|Abstract: ||This thesis describes the study of a variety of nanoscale materials and the development of novel synthetic strategies for their production. While the focus and bulk of this study have been directed specifically at subwavelength lithography, a significant portion of this thesis research involves nanoparticle synthesis, characterization, and functionalization.
Put in very simple terms, optical lithography is a process where a beam of light, focused in a specific pattern, is used to generate a physical pattern on a solid substrate. This technology forms the basis for almost all microchip production in the world at the present time. As demand for faster and more powerful chips increases, the need to further miniaturize the patterns while minimizing cost has become very important.
Multiple photochemical systems were developed in the search for non-reciprocal photochemistry at 193 nm to increase the resolution of lithographic processes at that wavelength. One approach, based on anthracene sensitization of sulfonium salts for acid generation, used photochemically reversible 4+4 aromatic cycloaddition reactions to introduce the non-linear photochemistry. A second approach took advantage of the photochemistry of N-methylphenothiazine and provided the first true example of a lithographically-relevant multi-photon acid generating process.

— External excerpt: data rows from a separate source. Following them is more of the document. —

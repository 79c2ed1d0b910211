//! FEN parsing and serialization, plus UCI move parsing.

use std::str::FromStr;

use super::error::{FenError, MoveParseError};
use super::state::Board;
use super::types::{
    file_to_index, rank_to_index, Color, Move, Piece, Square, CASTLE_BLACK_K, CASTLE_BLACK_Q,
    CASTLE_WHITE_K, CASTLE_WHITE_Q,
};

impl Board {
    /// Parse a board position from FEN notation.
    ///
    /// Returns an error if the FEN string is invalid; the four
    /// mandatory fields are required, the clocks default to `0 1`.
    pub fn try_from_fen(fen: &str) -> Result<Self, FenError> {
        let mut board = Board::empty();
        let parts: Vec<&str> = fen.split_whitespace().collect();

        if parts.len() < 4 {
            return Err(FenError::TooFewParts { found: parts.len() });
        }

        // Piece placement, rank 8 first
        for (rank_idx, rank_str) in parts[0].split('/').enumerate() {
            if rank_idx >= 8 {
                return Err(FenError::InvalidRank { rank: rank_idx });
            }
            let mut file = 0;
            for c in rank_str.chars() {
                if let Some(skip) = c.to_digit(10) {
                    file += skip as usize;
                } else {
                    let color = if c.is_uppercase() {
                        Color::White
                    } else {
                        Color::Black
                    };
                    let piece = Piece::from_char(c).ok_or(FenError::InvalidPiece { char: c })?;
                    if file >= 8 {
                        return Err(FenError::TooManyFiles {
                            rank: rank_idx,
                            files: file + 1,
                        });
                    }
                    board.set_piece(Square::new(7 - rank_idx, file), color, piece);
                    file += 1;
                }
            }
        }

        for (color, name) in [(Color::White, "White"), (Color::Black, "Black")] {
            let kings = board.pieces_of(color, Piece::King).popcount();
            if kings != 1 {
                return Err(FenError::BadKingCount { color: name, count: kings });
            }
        }

        match parts[1] {
            "w" => board.side_to_move = Color::White,
            "b" => board.side_to_move = Color::Black,
            other => {
                return Err(FenError::InvalidSideToMove {
                    found: other.to_string(),
                })
            }
        }

        for c in parts[2].chars() {
            match c {
                'K' => board.castling_rights |= CASTLE_WHITE_K,
                'Q' => board.castling_rights |= CASTLE_WHITE_Q,
                'k' => board.castling_rights |= CASTLE_BLACK_K,
                'q' => board.castling_rights |= CASTLE_BLACK_Q,
                '-' => {}
                _ => return Err(FenError::InvalidCastling { char: c }),
            }
        }

        board.en_passant = if parts[3] == "-" {
            None
        } else {
            let chars: Vec<char> = parts[3].chars().collect();
            if chars.len() == 2
                && ('a'..='h').contains(&chars[0])
                && ('1'..='8').contains(&chars[1])
            {
                Some(Square::new(rank_to_index(chars[1]), file_to_index(chars[0])))
            } else {
                return Err(FenError::InvalidEnPassant {
                    found: parts[3].to_string(),
                });
            }
        };

        if parts.len() >= 5 {
            board.halfmove_clock = parts[4].parse().unwrap_or(0);
        }
        if parts.len() >= 6 {
            board.fullmove_number = parts[5].parse().unwrap_or(1).max(1);
        }

        board.zobrist = board.compute_zobrist_full();
        board.recalculate_eval_state();
        Ok(board)
    }

    /// Parse a board position from FEN notation.
    ///
    /// # Panics
    /// Panics if the FEN string is invalid. Use `try_from_fen` for
    /// fallible parsing.
    #[must_use]
    pub fn from_fen(fen: &str) -> Self {
        Self::try_from_fen(fen).expect("Invalid FEN string")
    }

    /// Serialize the position to FEN notation (all six fields).
    #[must_use]
    pub fn to_fen(&self) -> String {
        let mut rows: Vec<String> = Vec::new();
        for rank in (0..8).rev() {
            let mut row = String::new();
            let mut empty = 0;
            for file in 0..8 {
                if let Some((color, piece)) = self.piece_at(Square::new(rank, file)) {
                    if empty > 0 {
                        row.push_str(&empty.to_string());
                        empty = 0;
                    }
                    row.push(piece.to_fen_char(color));
                } else {
                    empty += 1;
                }
            }
            if empty > 0 {
                row.push_str(&empty.to_string());
            }
            rows.push(row);
        }

        let active = if self.side_to_move == Color::White {
            "w"
        } else {
            "b"
        };
        let mut castling = String::new();
        if self.castling_rights & CASTLE_WHITE_K != 0 {
            castling.push('K');
        }
        if self.castling_rights & CASTLE_WHITE_Q != 0 {
            castling.push('Q');
        }
        if self.castling_rights & CASTLE_BLACK_K != 0 {
            castling.push('k');
        }
        if self.castling_rights & CASTLE_BLACK_Q != 0 {
            castling.push('q');
        }
        if castling.is_empty() {
            castling.push('-');
        }
        let ep = self
            .en_passant
            .map_or_else(|| "-".to_string(), |sq| sq.to_string());

        format!(
            "{} {} {} {} {} {}",
            rows.join("/"),
            active,
            castling,
            ep,
            self.halfmove_clock,
            self.fullmove_number
        )
    }

    /// Parse a move in UCI long algebraic notation (e.g., "e2e4",
    /// "e7e8q") against the current legal moves.
    ///
    /// An illegal or malformed move returns an error and leaves the
    /// board untouched.
    pub fn parse_move(&self, uci: &str) -> Result<Move, MoveParseError> {
        if uci.len() < 4 || uci.len() > 5 {
            return Err(MoveParseError::InvalidLength { len: uci.len() });
        }

        let chars: Vec<char> = uci.chars().collect();

        if !('a'..='h').contains(&chars[0])
            || !('1'..='8').contains(&chars[1])
            || !('a'..='h').contains(&chars[2])
            || !('1'..='8').contains(&chars[3])
        {
            return Err(MoveParseError::InvalidSquare {
                notation: uci.to_string(),
            });
        }

        let from_sq = Square::new(rank_to_index(chars[1]), file_to_index(chars[0]));
        let to_sq = Square::new(rank_to_index(chars[3]), file_to_index(chars[2]));

        let promotion = if uci.len() == 5 {
            let piece = Piece::from_char(chars[4])
                .ok_or(MoveParseError::InvalidPromotion { char: chars[4] })?;
            if matches!(piece, Piece::Pawn | Piece::King) {
                return Err(MoveParseError::InvalidPromotion { char: chars[4] });
            }
            Some(piece)
        } else {
            None
        };

        let legal_moves = self.generate_legal();
        for &m in legal_moves.iter() {
            if m.from() == from_sq && m.to() == to_sq && m.promotion() == promotion {
                return Ok(m);
            }
        }

        Err(MoveParseError::IllegalMove {
            notation: uci.to_string(),
        })
    }

    /// Parse a UCI move and play it in one call.
    pub fn play_uci(&mut self, uci: &str) -> Result<Move, MoveParseError> {
        let mv = self.parse_move(uci)?;
        self.play(mv);
        Ok(mv)
    }
}

impl FromStr for Board {
    type Err = FenError;

    fn from_str(s: &str) -> Result<Self, Self::Err> {
        Board::try_from_fen(s)
    }
}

Since all of the systems we studied used sulfonium salts as the acid generating species, we also looked at the photochemistry of the salts themselves. We evaluated the structural effects of the salts on their direct photochemistry and the implications for sensitized multi-photon photochemistry. We found that the identity of the anion plays a significant role in both processes and propose a new photochemical mechanism for acid generation that involves a charge transfer excitation process.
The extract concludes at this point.